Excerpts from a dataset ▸
=======
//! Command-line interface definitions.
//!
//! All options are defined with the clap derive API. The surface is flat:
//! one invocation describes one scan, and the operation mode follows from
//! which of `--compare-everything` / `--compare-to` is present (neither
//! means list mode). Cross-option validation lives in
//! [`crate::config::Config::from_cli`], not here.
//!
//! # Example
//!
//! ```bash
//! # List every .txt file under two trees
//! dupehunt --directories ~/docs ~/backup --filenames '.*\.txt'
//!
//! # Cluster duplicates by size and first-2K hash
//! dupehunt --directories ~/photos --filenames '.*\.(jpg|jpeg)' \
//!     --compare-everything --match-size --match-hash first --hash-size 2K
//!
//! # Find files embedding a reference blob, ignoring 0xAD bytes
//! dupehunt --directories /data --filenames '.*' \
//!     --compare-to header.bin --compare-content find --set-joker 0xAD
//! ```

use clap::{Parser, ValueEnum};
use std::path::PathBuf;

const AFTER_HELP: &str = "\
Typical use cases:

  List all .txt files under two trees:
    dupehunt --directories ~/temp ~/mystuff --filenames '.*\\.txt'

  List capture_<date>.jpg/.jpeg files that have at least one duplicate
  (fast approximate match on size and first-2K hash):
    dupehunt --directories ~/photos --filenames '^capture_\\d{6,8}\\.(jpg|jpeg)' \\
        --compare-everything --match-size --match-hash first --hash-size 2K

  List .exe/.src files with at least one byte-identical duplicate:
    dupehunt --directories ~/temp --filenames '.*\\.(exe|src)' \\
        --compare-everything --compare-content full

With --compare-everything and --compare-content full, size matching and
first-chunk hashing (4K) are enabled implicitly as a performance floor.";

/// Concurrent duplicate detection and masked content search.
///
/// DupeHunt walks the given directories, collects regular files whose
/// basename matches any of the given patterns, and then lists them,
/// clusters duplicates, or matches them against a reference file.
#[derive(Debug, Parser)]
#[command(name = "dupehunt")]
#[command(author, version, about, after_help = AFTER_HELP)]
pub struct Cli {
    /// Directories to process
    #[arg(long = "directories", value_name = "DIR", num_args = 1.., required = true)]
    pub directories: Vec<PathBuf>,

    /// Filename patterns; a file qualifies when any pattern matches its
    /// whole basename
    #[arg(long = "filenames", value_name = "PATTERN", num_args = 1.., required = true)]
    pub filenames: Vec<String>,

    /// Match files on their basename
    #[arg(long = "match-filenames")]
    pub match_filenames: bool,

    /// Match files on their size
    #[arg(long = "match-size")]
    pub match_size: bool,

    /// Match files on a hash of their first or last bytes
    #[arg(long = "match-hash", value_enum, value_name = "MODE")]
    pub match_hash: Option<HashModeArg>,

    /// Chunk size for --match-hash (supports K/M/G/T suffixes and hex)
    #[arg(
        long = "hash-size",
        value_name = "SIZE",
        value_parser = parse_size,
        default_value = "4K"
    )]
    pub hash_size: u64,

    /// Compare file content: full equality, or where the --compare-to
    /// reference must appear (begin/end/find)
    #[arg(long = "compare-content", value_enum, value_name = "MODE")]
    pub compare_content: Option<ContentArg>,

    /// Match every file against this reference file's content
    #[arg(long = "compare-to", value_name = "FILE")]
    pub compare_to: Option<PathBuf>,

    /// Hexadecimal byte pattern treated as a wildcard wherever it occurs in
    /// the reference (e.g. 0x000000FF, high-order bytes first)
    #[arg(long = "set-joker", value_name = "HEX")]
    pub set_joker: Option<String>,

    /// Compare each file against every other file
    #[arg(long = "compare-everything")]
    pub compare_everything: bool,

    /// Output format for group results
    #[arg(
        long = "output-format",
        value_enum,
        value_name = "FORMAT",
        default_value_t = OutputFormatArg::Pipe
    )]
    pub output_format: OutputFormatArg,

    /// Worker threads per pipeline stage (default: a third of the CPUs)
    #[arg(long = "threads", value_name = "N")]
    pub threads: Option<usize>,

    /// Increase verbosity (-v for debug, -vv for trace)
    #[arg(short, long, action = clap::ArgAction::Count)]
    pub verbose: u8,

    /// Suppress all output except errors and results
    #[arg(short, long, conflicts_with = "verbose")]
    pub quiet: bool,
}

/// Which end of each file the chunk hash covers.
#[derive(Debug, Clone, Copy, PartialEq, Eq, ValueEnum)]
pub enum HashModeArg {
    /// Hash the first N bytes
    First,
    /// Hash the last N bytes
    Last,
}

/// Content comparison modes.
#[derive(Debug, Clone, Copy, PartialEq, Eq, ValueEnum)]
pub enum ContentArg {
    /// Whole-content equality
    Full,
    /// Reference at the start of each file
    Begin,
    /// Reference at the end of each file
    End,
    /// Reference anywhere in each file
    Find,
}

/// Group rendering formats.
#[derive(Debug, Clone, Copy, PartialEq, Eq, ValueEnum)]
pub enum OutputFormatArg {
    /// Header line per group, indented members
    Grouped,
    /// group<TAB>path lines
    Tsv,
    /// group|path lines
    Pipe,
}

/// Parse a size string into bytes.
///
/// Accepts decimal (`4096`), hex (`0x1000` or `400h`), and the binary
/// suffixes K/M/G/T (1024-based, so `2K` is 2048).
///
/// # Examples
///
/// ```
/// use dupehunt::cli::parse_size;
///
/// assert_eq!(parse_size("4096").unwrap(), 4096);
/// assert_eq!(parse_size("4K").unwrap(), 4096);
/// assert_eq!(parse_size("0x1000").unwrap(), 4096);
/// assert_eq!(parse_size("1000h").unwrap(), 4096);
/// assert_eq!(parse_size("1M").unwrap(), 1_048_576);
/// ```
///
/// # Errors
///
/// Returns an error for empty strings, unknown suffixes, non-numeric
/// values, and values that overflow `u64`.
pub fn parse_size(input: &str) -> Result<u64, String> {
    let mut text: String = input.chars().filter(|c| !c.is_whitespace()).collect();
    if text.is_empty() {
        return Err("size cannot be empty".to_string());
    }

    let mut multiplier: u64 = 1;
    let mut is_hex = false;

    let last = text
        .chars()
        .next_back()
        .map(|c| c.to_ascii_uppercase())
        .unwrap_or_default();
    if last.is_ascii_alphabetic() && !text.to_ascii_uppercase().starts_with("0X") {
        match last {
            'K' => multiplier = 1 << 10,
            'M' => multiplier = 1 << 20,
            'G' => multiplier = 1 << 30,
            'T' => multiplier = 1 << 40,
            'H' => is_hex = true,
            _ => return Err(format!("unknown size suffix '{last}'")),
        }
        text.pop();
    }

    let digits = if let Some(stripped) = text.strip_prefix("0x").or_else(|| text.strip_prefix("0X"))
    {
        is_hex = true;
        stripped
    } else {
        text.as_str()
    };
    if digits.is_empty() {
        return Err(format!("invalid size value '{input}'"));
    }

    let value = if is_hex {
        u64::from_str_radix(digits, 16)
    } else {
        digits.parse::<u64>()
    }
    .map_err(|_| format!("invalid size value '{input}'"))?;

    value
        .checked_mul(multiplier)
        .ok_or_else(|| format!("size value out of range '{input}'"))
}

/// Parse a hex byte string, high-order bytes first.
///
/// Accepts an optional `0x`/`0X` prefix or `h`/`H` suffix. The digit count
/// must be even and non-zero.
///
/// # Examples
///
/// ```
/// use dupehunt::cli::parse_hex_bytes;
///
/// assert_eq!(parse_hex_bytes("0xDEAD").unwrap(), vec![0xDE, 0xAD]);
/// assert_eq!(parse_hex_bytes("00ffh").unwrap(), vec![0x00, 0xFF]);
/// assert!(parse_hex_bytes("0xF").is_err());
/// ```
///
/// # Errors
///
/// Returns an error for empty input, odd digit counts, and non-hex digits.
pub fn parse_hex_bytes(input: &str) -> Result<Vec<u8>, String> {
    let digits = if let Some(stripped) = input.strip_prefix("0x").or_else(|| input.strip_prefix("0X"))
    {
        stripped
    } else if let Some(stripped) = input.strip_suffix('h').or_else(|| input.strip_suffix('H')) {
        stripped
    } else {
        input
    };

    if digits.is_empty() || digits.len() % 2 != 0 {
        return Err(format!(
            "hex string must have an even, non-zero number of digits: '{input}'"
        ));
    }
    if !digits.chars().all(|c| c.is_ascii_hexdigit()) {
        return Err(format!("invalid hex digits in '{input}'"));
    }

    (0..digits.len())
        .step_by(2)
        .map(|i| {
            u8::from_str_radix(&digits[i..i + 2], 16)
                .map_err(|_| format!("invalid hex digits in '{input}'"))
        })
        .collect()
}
=======
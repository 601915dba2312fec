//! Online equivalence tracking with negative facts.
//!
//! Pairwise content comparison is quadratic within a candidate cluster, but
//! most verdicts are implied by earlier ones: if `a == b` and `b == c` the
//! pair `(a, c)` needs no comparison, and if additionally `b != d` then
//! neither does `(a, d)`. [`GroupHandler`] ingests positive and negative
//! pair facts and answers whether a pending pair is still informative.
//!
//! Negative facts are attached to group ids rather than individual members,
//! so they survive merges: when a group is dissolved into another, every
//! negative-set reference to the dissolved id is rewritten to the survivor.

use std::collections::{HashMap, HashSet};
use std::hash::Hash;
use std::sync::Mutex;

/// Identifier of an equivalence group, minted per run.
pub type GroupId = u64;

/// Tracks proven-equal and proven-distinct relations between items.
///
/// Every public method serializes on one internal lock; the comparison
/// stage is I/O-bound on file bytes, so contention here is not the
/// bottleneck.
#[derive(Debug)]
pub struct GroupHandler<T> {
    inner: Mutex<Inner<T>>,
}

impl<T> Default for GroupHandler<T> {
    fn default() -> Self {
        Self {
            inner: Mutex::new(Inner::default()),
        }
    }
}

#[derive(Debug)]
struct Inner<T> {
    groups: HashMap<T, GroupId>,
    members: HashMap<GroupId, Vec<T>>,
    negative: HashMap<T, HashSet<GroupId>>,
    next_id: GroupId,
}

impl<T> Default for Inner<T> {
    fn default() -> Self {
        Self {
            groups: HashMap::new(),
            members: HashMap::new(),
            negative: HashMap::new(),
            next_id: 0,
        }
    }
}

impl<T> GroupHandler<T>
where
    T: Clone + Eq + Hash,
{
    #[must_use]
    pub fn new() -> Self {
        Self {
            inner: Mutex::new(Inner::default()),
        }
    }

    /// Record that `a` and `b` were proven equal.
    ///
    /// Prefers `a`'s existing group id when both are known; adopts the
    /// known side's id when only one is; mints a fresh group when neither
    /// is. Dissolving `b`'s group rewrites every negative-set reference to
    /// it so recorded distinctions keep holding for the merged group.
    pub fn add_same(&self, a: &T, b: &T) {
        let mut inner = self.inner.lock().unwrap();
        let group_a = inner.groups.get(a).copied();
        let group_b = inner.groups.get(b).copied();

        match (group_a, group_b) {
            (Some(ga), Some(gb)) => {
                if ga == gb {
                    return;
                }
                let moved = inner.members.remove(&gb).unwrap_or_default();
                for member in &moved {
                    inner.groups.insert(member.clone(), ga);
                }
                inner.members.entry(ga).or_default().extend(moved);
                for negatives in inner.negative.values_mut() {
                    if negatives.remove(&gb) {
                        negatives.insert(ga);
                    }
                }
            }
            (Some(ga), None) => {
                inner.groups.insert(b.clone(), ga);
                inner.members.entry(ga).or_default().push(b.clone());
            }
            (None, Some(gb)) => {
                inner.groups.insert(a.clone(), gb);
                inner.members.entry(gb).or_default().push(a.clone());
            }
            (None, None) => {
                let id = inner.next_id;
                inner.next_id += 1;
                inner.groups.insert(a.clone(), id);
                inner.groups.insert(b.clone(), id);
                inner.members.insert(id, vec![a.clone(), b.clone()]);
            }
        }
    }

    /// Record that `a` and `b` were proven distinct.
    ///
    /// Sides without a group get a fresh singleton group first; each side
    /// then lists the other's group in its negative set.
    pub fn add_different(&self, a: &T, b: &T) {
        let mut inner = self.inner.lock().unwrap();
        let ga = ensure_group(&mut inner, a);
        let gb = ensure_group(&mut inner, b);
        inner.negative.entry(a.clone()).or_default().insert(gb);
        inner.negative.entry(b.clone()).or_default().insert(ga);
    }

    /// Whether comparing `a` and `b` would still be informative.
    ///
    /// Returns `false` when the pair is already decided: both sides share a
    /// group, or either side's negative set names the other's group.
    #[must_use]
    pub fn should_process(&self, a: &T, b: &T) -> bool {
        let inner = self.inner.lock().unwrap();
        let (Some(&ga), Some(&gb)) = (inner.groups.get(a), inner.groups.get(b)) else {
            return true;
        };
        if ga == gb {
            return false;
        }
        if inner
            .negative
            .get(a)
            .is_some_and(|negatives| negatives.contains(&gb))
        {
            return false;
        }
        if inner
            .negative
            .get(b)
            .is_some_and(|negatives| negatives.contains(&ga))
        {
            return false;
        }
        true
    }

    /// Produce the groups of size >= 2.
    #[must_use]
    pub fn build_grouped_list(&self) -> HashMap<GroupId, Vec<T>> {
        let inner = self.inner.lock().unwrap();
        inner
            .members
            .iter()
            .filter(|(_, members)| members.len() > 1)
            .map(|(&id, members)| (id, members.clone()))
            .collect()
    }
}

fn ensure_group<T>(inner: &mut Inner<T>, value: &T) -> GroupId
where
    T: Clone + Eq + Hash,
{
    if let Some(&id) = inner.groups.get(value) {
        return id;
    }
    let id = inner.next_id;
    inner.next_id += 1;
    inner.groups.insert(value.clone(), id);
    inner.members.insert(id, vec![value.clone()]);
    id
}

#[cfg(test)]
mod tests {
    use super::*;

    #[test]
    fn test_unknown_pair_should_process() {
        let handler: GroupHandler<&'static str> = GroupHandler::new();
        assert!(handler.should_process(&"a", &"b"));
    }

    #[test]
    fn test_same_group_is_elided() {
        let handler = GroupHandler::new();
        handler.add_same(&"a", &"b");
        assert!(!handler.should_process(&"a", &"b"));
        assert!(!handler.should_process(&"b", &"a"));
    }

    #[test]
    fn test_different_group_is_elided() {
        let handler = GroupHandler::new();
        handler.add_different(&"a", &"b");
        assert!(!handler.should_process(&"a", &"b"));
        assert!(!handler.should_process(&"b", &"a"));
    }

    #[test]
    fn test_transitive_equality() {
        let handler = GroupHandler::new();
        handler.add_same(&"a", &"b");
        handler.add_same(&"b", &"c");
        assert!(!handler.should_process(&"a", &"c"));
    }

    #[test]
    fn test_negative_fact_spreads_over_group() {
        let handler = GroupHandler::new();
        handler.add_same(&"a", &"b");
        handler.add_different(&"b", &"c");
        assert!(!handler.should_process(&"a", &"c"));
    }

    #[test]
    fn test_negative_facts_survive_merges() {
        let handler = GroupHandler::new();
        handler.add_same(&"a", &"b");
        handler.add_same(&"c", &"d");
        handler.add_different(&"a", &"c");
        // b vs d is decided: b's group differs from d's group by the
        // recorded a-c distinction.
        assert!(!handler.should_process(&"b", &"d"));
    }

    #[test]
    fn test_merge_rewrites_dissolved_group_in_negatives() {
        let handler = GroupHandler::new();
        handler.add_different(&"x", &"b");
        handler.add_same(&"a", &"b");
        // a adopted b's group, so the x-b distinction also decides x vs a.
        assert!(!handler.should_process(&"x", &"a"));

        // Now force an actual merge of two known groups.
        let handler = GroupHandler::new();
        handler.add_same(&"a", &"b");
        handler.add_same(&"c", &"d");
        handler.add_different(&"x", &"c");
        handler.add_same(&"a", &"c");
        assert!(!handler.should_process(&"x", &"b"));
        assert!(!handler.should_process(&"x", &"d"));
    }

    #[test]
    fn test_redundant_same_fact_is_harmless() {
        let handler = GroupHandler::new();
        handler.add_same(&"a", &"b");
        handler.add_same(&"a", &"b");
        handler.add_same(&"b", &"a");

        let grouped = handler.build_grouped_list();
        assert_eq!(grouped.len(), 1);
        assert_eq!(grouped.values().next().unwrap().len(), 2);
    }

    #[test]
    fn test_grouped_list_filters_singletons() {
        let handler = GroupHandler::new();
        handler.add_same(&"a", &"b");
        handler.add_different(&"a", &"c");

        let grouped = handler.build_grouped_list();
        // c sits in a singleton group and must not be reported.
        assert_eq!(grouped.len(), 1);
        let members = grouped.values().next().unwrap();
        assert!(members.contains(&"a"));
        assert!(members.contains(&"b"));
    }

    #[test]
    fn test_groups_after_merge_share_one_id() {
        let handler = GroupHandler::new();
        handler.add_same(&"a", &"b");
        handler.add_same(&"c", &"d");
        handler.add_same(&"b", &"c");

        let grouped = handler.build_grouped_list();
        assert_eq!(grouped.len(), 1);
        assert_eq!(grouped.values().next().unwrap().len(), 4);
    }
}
=======
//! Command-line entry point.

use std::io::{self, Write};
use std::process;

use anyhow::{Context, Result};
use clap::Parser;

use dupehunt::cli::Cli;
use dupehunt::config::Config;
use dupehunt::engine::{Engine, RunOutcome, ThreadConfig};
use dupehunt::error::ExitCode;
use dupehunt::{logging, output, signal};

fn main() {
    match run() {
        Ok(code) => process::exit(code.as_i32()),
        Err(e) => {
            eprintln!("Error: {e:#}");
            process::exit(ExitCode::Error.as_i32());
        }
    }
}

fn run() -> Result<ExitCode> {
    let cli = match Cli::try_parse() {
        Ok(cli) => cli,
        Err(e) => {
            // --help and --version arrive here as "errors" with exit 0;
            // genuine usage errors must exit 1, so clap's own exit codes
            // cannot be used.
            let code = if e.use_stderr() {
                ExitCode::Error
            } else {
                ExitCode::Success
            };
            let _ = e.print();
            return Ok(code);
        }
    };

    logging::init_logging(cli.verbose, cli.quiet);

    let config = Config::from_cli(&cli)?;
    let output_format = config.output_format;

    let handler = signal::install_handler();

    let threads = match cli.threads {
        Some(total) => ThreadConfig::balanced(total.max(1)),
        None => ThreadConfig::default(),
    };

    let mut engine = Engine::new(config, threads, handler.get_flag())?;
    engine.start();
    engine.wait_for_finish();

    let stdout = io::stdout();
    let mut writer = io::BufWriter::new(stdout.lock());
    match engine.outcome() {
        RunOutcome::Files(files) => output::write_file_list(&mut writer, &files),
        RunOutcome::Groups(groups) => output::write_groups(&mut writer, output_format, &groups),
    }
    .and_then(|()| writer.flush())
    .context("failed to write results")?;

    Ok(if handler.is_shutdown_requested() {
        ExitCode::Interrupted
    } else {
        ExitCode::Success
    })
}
=======
ABOUT THIS TASK ▸ All lines above from the line with "#[command(author, version, about, after_help" through the line with "pattern matches its", both included, are to be set down exactly, with nothing else.

ANSWER ▸
#[command(author, version, about, after_help = AFTER_HELP)]
pub struct Cli {
    /// Directories to process
    #[arg(long = "directories", value_name = "DIR", num_args = 1.., required = true)]
    pub directories: Vec<PathBuf>,

    /// Filename patterns; a file qualifies when any pattern matches its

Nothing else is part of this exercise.